═══ DATASET ═══

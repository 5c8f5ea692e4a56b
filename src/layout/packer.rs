//! Grid packing of matched pairs into a combination sheet
//!
//! Each pair becomes a two-tile group placed at a moving cursor. Groups are
//! spaced by a fixed stride so every group owns a private 3x3 cell budget,
//! and the cursor wraps to a new band once it passes the width limit. The
//! grid has no height limit, so packing never fails.

use crate::io::configuration::GROUP_STRIDE;
use crate::matching::edges::TileId;
use crate::matching::matcher::{Combinations, Pair};

/// Direction in which the two tiles of a pair are laid out
#[derive(Debug, Clone, Copy, PartialEq, Eq)]
pub enum Orientation {
    /// Second tile to the right of the first
    Horizontal,
    /// Second tile below the first
    Vertical,
}

impl Orientation {
    /// Cell offset of the second tile relative to the first
    pub const fn second_offset(self) -> (u32, u32) {
        match self {
            Self::Horizontal => (1, 0),
            Self::Vertical => (0, 1),
        }
    }
}

/// Grid cell where the next group will be placed
#[derive(Debug, Clone, Copy, PartialEq, Eq, Default)]
pub struct Cursor {
    /// Cell column
    pub x: u32,
    /// Cell row
    pub y: u32,
}

impl Cursor {
    /// Top-left cell of the sheet
    pub const ORIGIN: Self = Self { x: 0, y: 0 };

    /// Create a cursor at the given cell
    pub const fn new(x: u32, y: u32) -> Self {
        Self { x, y }
    }

    /// Move past one group, wrapping once the column exceeds `width_limit`
    ///
    /// A column that would overflow `u32` wraps as well. Rows saturate at
    /// `u32::MAX`.
    #[must_use]
    pub const fn advance(self, width_limit: u32) -> Self {
        match self.x.checked_add(GROUP_STRIDE) {
            Some(x) if x <= width_limit => Self { x, y: self.y },
            _ => Self {
                x: 0,
                y: self.y.saturating_add(GROUP_STRIDE),
            },
        }
    }
}

/// A tile assigned to a grid cell
#[derive(Debug, Clone, Copy, PartialEq, Eq, Hash)]
pub struct Placement {
    /// Tile drawn in the cell
    pub tile: TileId,
    /// Cell column
    pub x: u32,
    /// Cell row
    pub y: u32,
}

/// Place each pair as a two-tile group starting at `start`
///
/// Returns the placements in pair order, first tile then second, together
/// with the cursor where a following pass should continue. Coordinates
/// saturate at `u32::MAX` instead of overflowing.
pub fn pack(
    pairs: &[Pair],
    orientation: Orientation,
    width_limit: u32,
    start: Cursor,
) -> (Vec<Placement>, Cursor) {
    let (dx, dy) = orientation.second_offset();
    let mut placements = Vec::with_capacity(pairs.len() * 2);
    let mut cursor = start;

    for pair in pairs {
        placements.push(Placement {
            tile: pair.first(),
            x: cursor.x,
            y: cursor.y,
        });
        placements.push(Placement {
            tile: pair.second(),
            x: cursor.x.saturating_add(dx),
            y: cursor.y.saturating_add(dy),
        });
        cursor = cursor.advance(width_limit);
    }

    (placements, cursor)
}

/// Lay out horizontal pairs from the origin, then vertical pairs after them
pub fn layout_combinations(combinations: &Combinations, width_limit: u32) -> Vec<Placement> {
    let (mut placements, cursor) = pack(
        &combinations.horizontal,
        Orientation::Horizontal,
        width_limit,
        Cursor::ORIGIN,
    );
    let (vertical, end) = pack(
        &combinations.vertical,
        Orientation::Vertical,
        width_limit,
        cursor,
    );
    placements.extend(vertical);

    log::debug!(
        "Packed {} placements, next group at ({}, {})",
        placements.len(),
        end.x,
        end.y
    );

    placements
}

/// Size in cells of the smallest sheet holding every placement
pub fn extent(placements: &[Placement]) -> (u32, u32) {
    placements.iter().fold((0, 0), |(width, height), placement| {
        (width.max(placement.x + 1), height.max(placement.y + 1))
    })
}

═══

> **EXERCISE DIRECTIONS**
From the entries above, print the lines beginning at the one with "should continue. Coordinates" and stopping after the one with "u32) -> Vec<Placement>", exactly as written and with nothing else.

> **RESULT**
/// with the cursor where a following pass should continue. Coordinates
/// saturate at `u32::MAX` instead of overflowing.
pub fn pack(
    pairs: &[Pair],
    orientation: Orientation,
    width_limit: u32,
    start: Cursor,
) -> (Vec<Placement>, Cursor) {
    let (dx, dy) = orientation.second_offset();
    let mut placements = Vec::with_capacity(pairs.len() * 2);
    let mut cursor = start;

    for pair in pairs {
        placements.push(Placement {
            tile: pair.first(),
            x: cursor.x,
            y: cursor.y,
        });
        placements.push(Placement {
            tile: pair.second(),
            x: cursor.x.saturating_add(dx),
            y: cursor.y.saturating_add(dy),
        });
        cursor = cursor.advance(width_limit);
    }

    (placements, cursor)
}

/// Lay out horizontal pairs from the origin, then vertical pairs after them
pub fn layout_combinations(combinations: &Combinations, width_limit: u32) -> Vec<Placement> {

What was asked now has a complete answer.